Dans la cathédrale sont célébrées les noces d’Elsa et du chevalier, lequel est dorénavant chargé par le roi de conduire l’armée contre les Hongrois. Mais Ortrud ironise sur les origines douteuses du futur mari d’Elsa, et Telramund renchérit en accusant le chevalier de sorcellerie. Il lui enjoint de révéler son identité. Le chevalier inconnu déclare qu’il ne la révèlera qu’à sa femme, si toutefois celle-ci la lui demande. Elsa est de plus en plus saisie par le doute… Telramund lui confie qu’il se tiendra la nuit suivante près de ses appartements : sur l’ordre de la jeune femme, il surgira, coupera un morceau du doigt du chevalier, ce qui aura pour effet de lui ôter son pouvoir magique et de le contraindre à rester auprès de son épouse.
ACTE III
Lorsqu’Elsa se retrouve seule avec son époux dans la chambre nuptiale, elle ne peut s’empêcher de l’assaillir de questions : d’où vient-il ? Qui est-il ? Ne risque-t-il pas de disparaître aussi mystérieusement qu’il est venu ? Le chevalier tente en vain de la rassurer, Elsa se fait de plus en plus pressante… jusqu’à ce qu’elle aperçoive la silhouette de Telramund, debout derrière son époux, une épée à la main. Elsa avertit son mari du danger et l’enjoint de prendre son arme. Telramund s’écroule mort aux pieds des deux époux, frappé par le chevalier inconnu qui déclare alors à sa femme : « Malheur… C’en est fait désormais de tout bonheur pour nous… »
Le lendemain, les soldats se rassemblent devant le roi, prêts à aller combattre les Hongrois. Paraît le chevalier, qui déclare qu’Elsa a rompu sa promesse et qu’il va donc révéler son identité : il n’est autre que Lohengrin, fils de Parsifal, et appartient à la confrérie des Chevaliers de la Table ronde chargés par Arthur de mener la quête du Graal et d’assurer la paix du royaume. Ayant révélé son nom, Lohengrin a désormais perdu ses pouvoirs et s’apprête à partir malgré les suppliques d’Elsa. Avant de monter dans sa nacelle, il laisse à Elsa son cor, son épée et son anneau, afin qu’elle les remette à son frère Godefroid qui, contrairement à ce qu’elle croyait, n’est pas mort.
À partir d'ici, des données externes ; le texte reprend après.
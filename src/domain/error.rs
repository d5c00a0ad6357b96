use serde::{Deserialize, Serialize};
use serde_json::Value;
use thiserror::Error;

/// Failure to obtain a resource: transport, HTTP status, or an undecodable or
/// rejected body.
///
/// This is also the error shape published in a failed query's state.
#[derive(Debug, Clone, PartialEq, Error, Serialize, Deserialize)]
#[error("{message}")]
pub struct TransportError {
    pub message: String,
    #[serde(default, skip_serializing_if = "Option::is_none")]
    pub status: Option<u16>,
    #[serde(default, skip_serializing_if = "Option::is_none")]
    pub response_body: Option<Value>,
}

impl TransportError {
    pub fn new(message: impl Into<String>) -> Self {
        Self {
            message: message.into(),
            status: None,
            response_body: None,
        }
    }

    pub fn with_status(mut self, status: u16) -> Self {
        self.status = Some(status);
        self
    }

    pub fn with_response_body(mut self, body: Value) -> Self {
        self.response_body = Some(body);
        self
    }

    /// A value the caller's validator refused.
    pub fn rejected(request_id: &str, reason: impl AsRef<str>) -> Self {
        Self::new(format!(
            "response for {request_id} rejected: {}",
            reason.as_ref()
        ))
    }
}
pub(crate) mod lock;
"Mein lieber Schwan!", Jonas Kaufmann - Mahler Chamber Orchestra, dir. Claudio Abbado (2009)
Ortrud jubile : grâce à elle, Lohengrin quitte le pays, et elle voit dans ce départ un signe du retour triomphal des anciens dieux. Mais Lohengrin se met à prier : une colombe descend du ciel, le cygne disparaît dans les eaux de l’Escaut et à sa place se dessine la silhouette de Godefroid, libéré de l’ensorcellement que lui avait jeté Ortrud, laquelle s’effondre sur le sol. Lohengrin présente Godefroid comme le nouveau Comte du Brabant. Elsa se précipite pour embrasser son frère qui la prend dans ses bras : elle regarde tristement disparaître son époux avant de glisser lentement à terre, sans vie.
La partition
Plus que les velléités belliqueuses du peuple du Brabant ou la volonté plus d’une fois affichée d’une hégémonie germanique, ce sont bien sûr les dimensions à la fois fantastico-mythiques mais aussi humaines du livret qui inspirent à Wagner ses plus belles pages.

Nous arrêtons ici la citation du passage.